La cour estime en conséquence que l'appel principal doit être déclaré non fondé et l'appel incident fondé.
PAR CES MOTIFS,
Vu les dispositions de la loi du 15 juin 1935 concernant l'emploi des langues en matière judiciaire, notamment son article 24,
LA COUR, après en avoir délibéré et statuant contradictoirement :
Sur avis écrit du Ministère public donné en langue française à l'audience publique de la Cour le 14 février 2006 par Monsieur le Substitut général Michel ENCKELS,
La recevabilité de l'appel n'ayant pas été contestée,
Déclare l'appel principal non fondé,
Confirme le jugement en ce qu'il accorde l'aide du 1er janvier 2004 au 16 avril 2004,
Déclare l'appel incident fondé,
Réforme le jugement rendu et accorde l'aide à partir de la date de la suppression soit le 1er décembre 2003,
Condamne le CPAS aux dépens d'instance et d'appel liquidés et taxés à 104,86EUR d'indemnité de procédure d'instance et 139,81EUR d'indemnité de procédure d'appel.
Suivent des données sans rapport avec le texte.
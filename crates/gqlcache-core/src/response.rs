//! # Responses and Results
//!
//! `GraphQLResponse` wraps a server response body for one operation and
//! parses it in a single execution pass into:
//! - typed data (as JSON, decodable with `GraphQLResult::data_as`)
//! - the `RecordSet` to merge into the store
//! - the cache keys the result depends on
//! - freshness metadata
//!
//! `errors` and `extensions` are surfaced unchanged. A body without `data`
//! (or with `data: null`) yields no data and nothing to merge.

use crate::execution::source::JsonObject;
use crate::execution::{
    CacheKeyFn, DependencyTracker, FirstReceivedAtTracker, GraphQLExecutor, NetworkResponseSource,
    ResultMetadata, ResultNormalizer, SelectionSetMapper,
};
use crate::operation::Operation;
use crate::policy::CachePolicy;
use crate::record_set::RecordSet;
use crate::types::{CacheError, CacheKey, Timestamp};
use serde::de::DeserializeOwned;
use serde::{Deserialize, Serialize};
use serde_json::Value;
use std::collections::BTreeSet;
use std::fmt;

// =============================================================================
// RESULT
// =============================================================================

/// Where a result came from.
#[derive(Debug, Clone, Copy, PartialEq, Eq, Serialize, Deserialize)]
#[serde(rename_all = "snake_case")]
pub enum ResultSource {
    Cache,
    Server,
}

/// A location in the operation document.
#[derive(Debug, Clone, PartialEq, Eq, Serialize, Deserialize)]
pub struct SourceLocation {
    pub line: u32,
    pub column: u32,
}

/// An entry of a response's `errors` list.
#[derive(Debug, Clone, PartialEq, Serialize, Deserialize)]
pub struct GraphQLError {
    pub message: String,
    #[serde(default, skip_serializing_if = "Option::is_none")]
    pub locations: Option<Vec<SourceLocation>>,
    #[serde(default, skip_serializing_if = "Option::is_none")]
    pub path: Option<Vec<Value>>,
    #[serde(default, skip_serializing_if = "Option::is_none")]
    pub extensions: Option<JsonObject>,
}

/// The outcome of reading an operation, from the cache or the server.
#[derive(Debug, Clone, PartialEq)]
pub struct GraphQLResult {
    pub data: Option<Value>,
    pub errors: Option<Vec<GraphQLError>>,
    pub extensions: Option<JsonObject>,
    pub source: ResultSource,
    /// Cache keys the data was read from or written to.
    pub dependent_keys: Option<BTreeSet<CacheKey>>,
    pub metadata: ResultMetadata,
}

impl GraphQLResult {
    /// A result read from the cache.
    #[must_use]
    pub fn from_cache(data: JsonObject, dependent_keys: BTreeSet<CacheKey>, metadata: ResultMetadata) -> Self {
        Self {
            data: Some(Value::Object(data)),
            errors: None,
            extensions: None,
            source: ResultSource::Cache,
            dependent_keys: Some(dependent_keys),
            metadata,
        }
    }

    /// Decode `data` into `T`.
    pub fn data_as<T: DeserializeOwned>(&self) -> Result<T, CacheError> {
        let data = self
            .data
            .as_ref()
            .ok_or_else(|| CacheError::Decode("result has no data".to_string()))?;
        T::deserialize(data).map_err(|e| CacheError::Decode(e.to_string()))
    }
}

// =============================================================================
// RESPONSE
// =============================================================================

/// A server response body for `operation`.
#[derive(Clone)]
pub struct GraphQLResponse<'o> {
    operation: &'o Operation,
    body: JsonObject,
    received_at: Timestamp,
    cache_key_fn: Option<CacheKeyFn>,
}

impl fmt::Debug for GraphQLResponse<'_> {
    fn fmt(&self, f: &mut fmt::Formatter<'_>) -> fmt::Result {
        f.debug_struct("GraphQLResponse")
            .field("operation", &self.operation.name)
            .field("received_at", &self.received_at)
            .finish_non_exhaustive()
    }
}

impl<'o> GraphQLResponse<'o> {
    /// A response received now.
    #[must_use]
    pub fn new(operation: &'o Operation, body: JsonObject) -> Self {
        Self {
            operation,
            body,
            received_at: Timestamp::now(),
            cache_key_fn: None,
        }
    }

    /// A response from any JSON value; the body must be an object.
    pub fn from_value(operation: &'o Operation, body: Value) -> Result<Self, CacheError> {
        match body {
            Value::Object(body) => Ok(Self::new(operation, body)),
            other => Err(CacheError::Decode(format!(
                "response body must be an object, found {other}"
            ))),
        }
    }

    #[must_use]
    pub const fn with_received_at(mut self, received_at: Timestamp) -> Self {
        self.received_at = received_at;
        self
    }

    #[must_use]
    pub fn with_cache_key_fn(mut self, cache_key_fn: Option<CacheKeyFn>) -> Self {
        self.cache_key_fn = cache_key_fn;
        self
    }

    #[must_use]
    pub const fn received_at(&self) -> Timestamp {
        self.received_at
    }

    fn errors(&self) -> Result<Option<Vec<GraphQLError>>, CacheError> {
        match self.body.get("errors") {
            None | Some(Value::Null) => Ok(None),
            Some(errors) => Vec::<GraphQLError>::deserialize(errors)
                .map(Some)
                .map_err(|e| CacheError::Decode(format!("invalid errors: {e}"))),
        }
    }

    fn extensions(&self) -> Option<JsonObject> {
        match self.body.get("extensions") {
            Some(Value::Object(extensions)) => Some(extensions.clone()),
            _ => None,
        }
    }

    fn data(&self) -> Result<Option<&JsonObject>, CacheError> {
        match self.body.get("data") {
            None | Some(Value::Null) => Ok(None),
            Some(Value::Object(data)) => Ok(Some(data)),
            Some(other) => Err(CacheError::Decode(format!("data must be an object, found {other}"))),
        }
    }

    fn executor(&self) -> GraphQLExecutor<NetworkResponseSource> {
        GraphQLExecutor::new(
            NetworkResponseSource::new(self.received_at).with_cache_key_fn(self.cache_key_fn.clone()),
        )
    }

    fn server_result(&self, data: Option<JsonObject>, dependent_keys: Option<BTreeSet<CacheKey>>, metadata: ResultMetadata) -> Result<GraphQLResult, CacheError> {
        Ok(GraphQLResult {
            data: data.map(Value::Object),
            errors: self.errors()?,
            extensions: self.extensions(),
            source: ResultSource::Server,
            dependent_keys,
            metadata,
        })
    }

    /// Parse the response, also producing the records to merge unless
    /// `policy` keeps results out of the cache.
    pub fn parse_result(&self, policy: CachePolicy) -> Result<(GraphQLResult, Option<RecordSet>), CacheError> {
        if !policy.writes_cache() {
            return Ok((self.parse_result_fast()?, None));
        }

        let Some(data) = self.data()? else {
            let result = self.server_result(None, None, ResultMetadata::default())?;
            return Ok((result, None));
        };

        let operation = self.operation;
        let (mapped, records, dependent_keys, metadata) = self.executor().execute(
            &operation.selection_set,
            data,
            operation.root_key(),
            &operation.variables,
            (
                SelectionSetMapper::new(),
                ResultNormalizer::new(self.received_at),
                DependencyTracker::new(),
                FirstReceivedAtTracker::new(),
            ),
        )?;

        let result = self.server_result(Some(mapped), Some(dependent_keys), metadata)?;
        Ok((result, Some(records)))
    }

    /// Parse the response into data only.
    pub fn parse_result_fast(&self) -> Result<GraphQLResult, CacheError> {
        let Some(data) = self.data()? else {
            return self.server_result(None, None, ResultMetadata::default());
        };

        let operation = self.operation;
        let mapped = self.executor().execute(
            &operation.selection_set,
            data,
            operation.root_key(),
            &operation.variables,
            SelectionSetMapper::new(),
        )?;

        let metadata = ResultMetadata {
            max_age: self.received_at,
        };
        self.server_result(Some(mapped), None, metadata)
    }
}

// =============================================================================
// TESTS
// =============================================================================

#[cfg(test)]
mod tests {
    use super::*;
    use crate::execution::{OutputType, Selection, SelectionSet, identity_key_fn};
    use crate::types::{CacheReference, FieldValue};
    use serde_json::json;

    fn hero_query() -> Operation {
        Operation::query(
            "HeroName",
            SelectionSet::new([Selection::field(
                "hero",
                OutputType::object([
                    Selection::field("__typename", OutputType::string().non_null()),
                    Selection::field("id", OutputType::id().non_null()),
                    Selection::field("name", OutputType::string().non_null()),
                ]),
            )]),
        )
    }

    fn body(value: Value) -> JsonObject {
        match value {
            Value::Object(map) => map,
            _ => JsonObject::new(),
        }
    }

    #[test]
    fn parse_result_normalizes_and_tracks() {
        let operation = hero_query();
        let response = GraphQLResponse::new(
            &operation,
            body(json!({"data": {"hero": {"__typename": "Droid", "id": "2001", "name": "R2-D2"}}})),
        )
        .with_received_at(Timestamp(500));

        let (result, records) = response
            .parse_result(CachePolicy::CacheElseNetwork)
            .expect("parse");

        assert_eq!(result.source, ResultSource::Server);
        assert_eq!(
            result.data,
            Some(json!({"hero": {"__typename": "Droid", "id": "2001", "name": "R2-D2"}}))
        );
        assert_eq!(result.metadata.max_age, Timestamp(500));

        let records = records.expect("records");
        let root = records.get("QUERY_ROOT").expect("root record");
        assert_eq!(
            root.record.get("hero"),
            Some(&FieldValue::Reference(CacheReference::new("QUERY_ROOT.hero")))
        );
        let hero = records.get("QUERY_ROOT.hero").expect("hero record");
        assert_eq!(hero.record.get("name"), Some(&FieldValue::from("R2-D2")));
        assert_eq!(hero.last_received_at, Timestamp(500));

        let dependent_keys = result.dependent_keys.expect("dependent keys");
        assert!(dependent_keys.contains("QUERY_ROOT.hero"));
        assert!(dependent_keys.contains("QUERY_ROOT.hero.name"));
    }

    #[test]
    fn identity_keys_replace_paths() {
        let operation = hero_query();
        let response = GraphQLResponse::new(
            &operation,
            body(json!({"data": {"hero": {"__typename": "Droid", "id": "2001", "name": "R2-D2"}}})),
        )
        .with_cache_key_fn(Some(identity_key_fn("id")));

        let (_, records) = response
            .parse_result(CachePolicy::NetworkThenCache)
            .expect("parse");
        let records = records.expect("records");
        assert!(records.contains_key("2001"));
        assert_eq!(
            records.get("QUERY_ROOT").and_then(|row| row.record.get("hero")),
            Some(&FieldValue::Reference(CacheReference::new("2001")))
        );
    }

    #[test]
    fn network_only_takes_the_fast_path() {
        let operation = hero_query();
        let response = GraphQLResponse::new(
            &operation,
            body(json!({"data": {"hero": {"__typename": "Droid", "id": "2001", "name": "R2-D2"}}})),
        );
        let (result, records) = response.parse_result(CachePolicy::NetworkOnly).expect("parse");
        assert!(records.is_none());
        assert!(result.dependent_keys.is_none());
        assert!(result.data.is_some());
    }

    #[test]
    fn missing_data_yields_no_records() {
        let operation = hero_query();
        let response = GraphQLResponse::from_value(
            &operation,
            json!({
                "errors": [{"message": "Boom", "path": ["hero"], "locations": [{"line": 1, "column": 2}]}],
                "extensions": {"cost": 3}
            }),
        )
        .expect("object body");

        let (result, records) = response
            .parse_result(CachePolicy::CacheElseNetwork)
            .expect("parse");
        assert!(records.is_none());
        assert!(result.data.is_none());

        let errors = result.errors.expect("errors");
        assert_eq!(errors[0].message, "Boom");
        assert_eq!(errors[0].path, Some(vec![json!("hero")]));
        assert_eq!(errors[0].locations, Some(vec![SourceLocation { line: 1, column: 2 }]));
        assert_eq!(result.extensions.and_then(|e| e.get("cost").cloned()), Some(json!(3)));
    }

    #[test]
    fn non_object_bodies_are_rejected() {
        let operation = hero_query();
        assert!(GraphQLResponse::from_value(&operation, json!([1])).is_err());

        let response = GraphQLResponse::new(&operation, body(json!({"data": 5})));
        assert!(matches!(
            response.parse_result(CachePolicy::CacheElseNetwork),
            Err(CacheError::Decode(_))
        ));
    }

    #[test]
    fn type_mismatch_in_response_fails_parsing() {
        let operation = hero_query();
        let response = GraphQLResponse::new(
            &operation,
            body(json!({"data": {"hero": {"__typename": "Droid", "id": "2001", "name": 7}}})),
        );
        let err = response
            .parse_result(CachePolicy::CacheElseNetwork)
            .expect_err("must fail");
        assert_eq!(err.path().map(|p| p.joined()), Some("hero.name".to_string()));
    }

    #[test]
    fn data_as_decodes_typed_values() {
        #[derive(Deserialize)]
        struct Data {
            hero: Hero,
        }
        #[derive(Deserialize)]
        struct Hero {
            name: String,
        }

        let operation = hero_query();
        let response = GraphQLResponse::new(
            &operation,
            body(json!({"data": {"hero": {"__typename": "Droid", "id": "2001", "name": "R2-D2"}}})),
        );
        let result = response.parse_result_fast().expect("parse");
        let data: Data = result.data_as().expect("decode");
        assert_eq!(data.hero.name, "R2-D2");

        let empty = GraphQLResult {
            data: None,
            ..result
        };
        assert!(matches!(empty.data_as::<Data>(), Err(CacheError::Decode(_))));
    }
}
Ainsi délibéré et jugé par :
Mme Viviane LEBE-DESSARD, Conseiller faisant fonction de Président,
M. Jacques MABILLE, Conseiller social au titre d'employeur,
M. René JAMAR, Conseiller social au titre d'ouvrier,
qui ont assisté aux débats de la cause,
et prononcé en langue française à l'audience publique de la 8e Chambre de la Cour du travail de Liège, section de Liège, en l'annexe du palais de Justice, rue Saint-Gilles n° 90c à 4000 LIEGE, le QUATORZE MARS DEUX MILLE SIX, par le même siège,
en présence du Ministère public,
assistés de Mme Maryse PETIT, Greffier.
Suivi de la signature du siége ci-dessus.